ChazNCenTex about 5 years ago
This is Michael’s last appearance in the strip. But he’ll occasionally send letters from military school.
preacherman about 5 years ago
How appalling a remark. He no doubt thinks he’s smart. He’s not. He’s an idiot. Elly should put the casserole in the frig and let him go without.
Jabroniville Premium Member about 5 years ago
LOL. I love how Michael doesn’t even seem to be snarky. Elly’s cooking is THAT UNAPPETIZING.
m b about 5 years ago
amazing how snotty and disrespectful the kids are portrayed in this comic
brick10 about 5 years ago
“That will be your challenge!”
BlitzMcD about 5 years ago
That’s a fair question!
paranormal about 5 years ago
Will others be able to tell you from your friends after she beats the tar out of you???
Jan C about 5 years ago
This one made me chuckle out loud.
phlash about 5 years ago
Canadian Comedian, Ron James, says his retirement plan is to eat a little bit of cat food everyday – so that, when he’s 80, it doesn’t come as such a shock!
LV1951 about 5 years ago
The nose knows!
tuslog1964 about 5 years ago
Har dee har har – reference to “The Honeymooners” where Alice fixed a glob of cat food, the men found it and were eating it telephone conversation: Trixie: Did you fix the cat food? Alice: Yes, I have the cat food ready, but the boys are eating it! Ralph: Did you hear that? Norton: Yeah, but this is good stuff!
Airbender about 5 years ago
OK Michael, how about you start making your own meals?
summerdog about 5 years ago
I knew what Michael would say. Elly did set herself up for it.
Ginny Premium Member about 5 years ago
If she was smart she’d simply say – “whichever” and let him stew.
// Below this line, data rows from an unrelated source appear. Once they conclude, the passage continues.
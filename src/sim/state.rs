//! Simulation state: one instance of every subsystem plus the run RNG
//!
//! The coordinator owns everything; subsystems never reach each other except
//! through the references `tick` hands them.

use std::collections::BTreeMap;

use chrono::{Duration, NaiveDate, NaiveDateTime};
use glam::Vec2;
use rand::SeedableRng;
use rand_pcg::Pcg32;
use serde::{Deserialize, Serialize};

use super::combat::{CombatRegistry, CombatStats, EntityId};
use super::exp_sources::ExpSourceRegistry;
use super::perf::{BoundsProvider, PerformanceSignal};
use super::pickups::{DropTable, EssenceField};
use super::progression::Progression;
use super::skills::{AbilitySystem, ScalingStat, SkillTarget};
use super::stats::{CharacterStats, StatKind, StatSheet, calculate_damage, calculate_move_speed};
use super::wave::{EnemyKind, WaveDirector};
use crate::error::ConfigError;
use crate::settings::SimSettings;
use crate::tuning::Tuning;

/// Run phase
#[derive(Debug, Clone, Copy, PartialEq, Eq, Serialize, Deserialize)]
pub enum SimPhase {
    Running,
    /// Player died
    GameOver,
    /// `shutdown` was called; ticks are no-ops
    Stopped,
}

/// Fallback run start so runs without a wall clock stay reproducible
fn default_run_start() -> NaiveDateTime {
    NaiveDate::from_ymd_opt(2024, 1, 1)
        .and_then(|d| d.and_hms_opt(12, 0, 0))
        .unwrap_or_default()
}

pub struct Simulation {
    pub(super) combat: CombatRegistry,
    pub(super) waves: WaveDirector,
    pub(super) essences: EssenceField,
    pub(super) progression: Progression,
    pub(super) exp_sources: ExpSourceRegistry,
    pub(super) abilities: AbilitySystem,
    pub(super) stat_sheet: StatSheet,
    pub(super) drops: BTreeMap<EnemyKind, DropTable>,
    pub(super) perf: Box<dyn PerformanceSignal>,
    pub(super) bounds: Box<dyn BoundsProvider>,
    /// Drop rolls and skill crits
    pub(super) rng: Pcg32,
    pub(super) player: EntityId,
    pub(super) player_attack_speed: f32,
    pub(super) player_range: f32,
    /// Knockback velocities waiting for the movement layer
    pub(super) impulses: Vec<(EntityId, Vec2)>,
    pub(super) run_start: NaiveDateTime,
    pub(super) elapsed_ms: f64,
    pub(super) time_ticks: u64,
    pub(super) phase: SimPhase,
}

impl std::fmt::Debug for Simulation {
    fn fmt(&self, f: &mut std::fmt::Formatter<'_>) -> std::fmt::Result {
        f.debug_struct("Simulation")
            .field("phase", &self.phase)
            .field("time_ticks", &self.time_ticks)
            .field("player", &self.player)
            .field("entities", &self.combat.entity_count())
            .field("wave", &self.waves.wave_number())
            .field("level", &self.progression.level())
            .finish_non_exhaustive()
    }
}

impl Simulation {
    /// Build every subsystem, register the player and start wave 1
    pub fn new(
        settings: &SimSettings,
        tuning: Tuning,
        perf: Box<dyn PerformanceSignal>,
        bounds: Box<dyn BoundsProvider>,
    ) -> Result<Self, ConfigError> {
        let library = tuning.skill_library()?;
        let mut waves = WaveDirector::new(tuning.waves, tuning.archetypes, settings)?;
        let progression = Progression::new(tuning.levels, settings.max_level)?;

        let mut combat = CombatRegistry::new();
        let player = combat.next_entity_id();
        let stats = tuning.stat_sheet.effective();
        combat.register(
            player,
            CombatStats {
                health: stats.health,
                damage: stats.damage,
                attack_speed: settings.player_attack_speed,
                range: settings.player_range,
                move_speed: calculate_move_speed(&stats),
                is_player: true,
            },
            settings.player_start,
        );
        waves.start_wave();

        log::info!(
            "simulation ready: seed {}, wave {}, {} skills",
            settings.seed,
            waves.wave_number(),
            library.len()
        );

        Ok(Self {
            combat,
            waves,
            essences: EssenceField::new(tuning.essence_tiers),
            progression,
            exp_sources: ExpSourceRegistry::new(tuning.exp_sources),
            abilities: AbilitySystem::new(library),
            stat_sheet: tuning.stat_sheet,
            drops: tuning.drops,
            perf,
            bounds,
            rng: Pcg32::seed_from_u64(settings.seed),
            player,
            player_attack_speed: settings.player_attack_speed,
            player_range: settings.player_range,
            impulses: Vec::new(),
            run_start: settings.run_start.unwrap_or_else(default_run_start),
            elapsed_ms: 0.0,
            time_ticks: 0,
            phase: SimPhase::Running,
        })
    }

    /// Wall time inside the run: start plus simulated time
    pub fn now(&self) -> NaiveDateTime {
        self.run_start + Duration::milliseconds(self.elapsed_ms as i64)
    }

    /// Player stats with every active effect folded in
    pub fn player_stats(&self) -> CharacterStats {
        self.abilities
            .effective_stats(self.player, self.stat_sheet.effective())
    }

    // === Player actions ===

    /// Cast an unlocked skill at a live entity. Skills with damage scaling
    /// also hit the target for their scaled damage.
    pub fn use_skill(&mut self, id: &str, target: EntityId) -> bool {
        if self.phase != SimPhase::Running {
            return false;
        }
        let (Some(position), Some(source_position)) =
            (self.combat.position(target), self.combat.position(self.player))
        else {
            return false;
        };
        let cast = SkillTarget {
            entity: target,
            position,
            source: Some(self.player),
            source_position,
        };
        if !self.abilities.use_skill(id, cast) {
            return false;
        }

        if let Some(base) = self.abilities.scaled_value(id, ScalingStat::Damage) {
            let attacker = self.player_stats();
            let defender = self.character_stats(target);
            let hit = calculate_damage(&attacker, &defender, base, &mut self.rng);
            let hit = self.abilities.modify_damage(target, hit);
            self.combat
                .apply_damage(Some(self.player), target, hit.final_damage);
        }
        true
    }

    /// Spend a skill point to unlock `id`, or to upgrade it if already owned
    pub fn invest_skill_point(&mut self, id: &str) -> bool {
        let Some(def) = self.abilities.library().get(id) else {
            return false;
        };
        if self.progression.level() < def.required_level {
            log::debug!(
                "skill {} needs level {}, player is {}",
                id,
                def.required_level,
                self.progression.level()
            );
            return false;
        }
        let possible = match self.abilities.skill_level(id) {
            Some(level) => level < def.max_level,
            None => self.abilities.can_unlock(id),
        };
        if !possible || !self.progression.use_skill_point() {
            return false;
        }
        if self.abilities.is_unlocked(id) {
            self.abilities.upgrade_skill(id)
        } else {
            self.abilities.unlock_skill(id)
        }
    }

    /// Spend a stat point and push the new numbers into the player's combat stats
    pub fn invest_stat_point(&mut self, stat: StatKind) -> bool {
        if !self.stat_sheet.can_add_stat_point(stat) || !self.progression.use_stat_point() {
            return false;
        }
        let before = self.stat_sheet.effective().health;
        self.stat_sheet.add_stat_point(stat, 1);
        let gained_health = self.stat_sheet.effective().health - before;
        if gained_health > 0.0 {
            self.combat
                .update_entity_stats(self.player, |s| s.health += gained_health);
        }
        self.sync_player_stats();
        true
    }

    /// Remove an enemy without a death: no drops, no experience. Its pool
    /// slot is freed and effects aimed at it are dropped. The player cannot
    /// be despawned.
    pub fn despawn(&mut self, id: EntityId) -> bool {
        if id == self.player || !self.combat.remove_entity(id) {
            return false;
        }
        if self.waves.on_enemy_death(id).is_none() {
            log::debug!("despawned {} held no pool slot", id);
        }
        self.abilities.clear_target(id);
        true
    }

    /// Stop the run: drop pending effect expiries and cooldowns
    pub fn shutdown(&mut self) {
        if self.phase == SimPhase::Stopped {
            return;
        }
        self.abilities.cancel_all();
        self.impulses.clear();
        self.phase = SimPhase::Stopped;
        log::info!(
            "simulation stopped after {} ticks ({:.1}s)",
            self.time_ticks,
            self.elapsed_ms / 1000.0
        );
    }

    /// Knockback velocities produced since the last call
    pub fn take_impulses(&mut self) -> Vec<(EntityId, Vec2)> {
        std::mem::take(&mut self.impulses)
    }

    pub(super) fn character_stats(&self, id: EntityId) -> CharacterStats {
        if id == self.player {
            return self.player_stats();
        }
        self.combat
            .stats(id)
            .map(|s| CharacterStats {
                health: s.health,
                damage: s.damage,
                speed: s.move_speed,
                ..CharacterStats::default()
            })
            .unwrap_or_default()
    }

    /// Damage, move speed, attack speed and range follow the sheet and active
    /// effects. Health is left alone: it is the live pool.
    pub(super) fn sync_player_stats(&mut self) {
        let stats = self.player_stats();
        let attack_speed = self.player_attack_speed;
        let range = self.player_range;
        self.combat.update_entity_stats(self.player, |s| {
            s.damage = stats.damage;
            s.move_speed = calculate_move_speed(&stats);
            s.attack_speed = attack_speed;
            s.range = range;
        });
    }

    // === Accessors ===

    pub fn phase(&self) -> SimPhase {
        self.phase
    }

    pub fn player_id(&self) -> EntityId {
        self.player
    }

    pub fn elapsed_ms(&self) -> f64 {
        self.elapsed_ms
    }

    pub fn time_ticks(&self) -> u64 {
        self.time_ticks
    }

    pub fn combat(&self) -> &CombatRegistry {
        &self.combat
    }

    pub fn combat_mut(&mut self) -> &mut CombatRegistry {
        &mut self.combat
    }

    pub fn waves(&self) -> &WaveDirector {
        &self.waves
    }

    pub fn waves_mut(&mut self) -> &mut WaveDirector {
        &mut self.waves
    }

    pub fn essences(&self) -> &EssenceField {
        &self.essences
    }

    pub fn essences_mut(&mut self) -> &mut EssenceField {
        &mut self.essences
    }

    pub fn progression(&self) -> &Progression {
        &self.progression
    }

    pub fn progression_mut(&mut self) -> &mut Progression {
        &mut self.progression
    }

    pub fn abilities(&self) -> &AbilitySystem {
        &self.abilities
    }

    pub fn abilities_mut(&mut self) -> &mut AbilitySystem {
        &mut self.abilities
    }

    pub fn exp_sources(&self) -> &ExpSourceRegistry {
        &self.exp_sources
    }

    pub fn stat_sheet(&self) -> &StatSheet {
        &self.stat_sheet
    }
}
Scoutmaster77 about 5 years ago
Don’t bite the hand that feeds you…
Terminal Frost Premium Member about 5 years ago
lots of thin skins here
Night-Gaunt49[Bozo is Boffo] about 5 years ago
Life’s an adventure.
Shargad about 5 years ago
Michael is the epitome of the intelligent teenage smart ass. Love it.
tazman69 about 5 years ago
When I was in high school, my Mom went back to work (during my freshman year) and I was given a Betty Crocker cook book, told I had a week to learn how to cook (I did not know how to boil water at the time). I learned and subsequently learned well enough that I did dinner parties for family friends and made enough to buy a new motorcycle for my senior year. I learned that you do what you have to, devil takes the hindmost!
Robert Gillespie about 5 years ago
Supper, not dinner? Must be Canada or rural America.
TexTech about 5 years ago
You mean to tell me Farley gets a hot meal for dinner? My folks’s dog only got that in his 16th-18th years. Some special recipe the vet came up with for senior dogs.
Train 1911 about 5 years ago
And don’t forget to wash the dishes
noreenklose about 5 years ago
According to my mother’s viewpoint, “That boy is cruisin’ for a bruisin’.”
Smartmouth your Mom…not in MY Mom’s house!
Asharah about 5 years ago
Maybe Michael wants to be told to make his own supper from now on. He probably wouldn’t sulk about it the way Lizzie did when complaining about cheese sandwiches got her sentenced to making her own lunch from then on.
davetb1956 about 5 years ago
Take the one you like the best.
realist666 about 5 years ago
never understood the parents who made such a fuss about eating all your food when they know full well many foods are unliked or a source of sensitivity and allergies. my parents did not believe me about my sensitivity to onions until the day I could not hold them down and threw up in my plate. do not eat onions to this day but love garlic. my father was the opposite…loved onions but garlic made him throw up.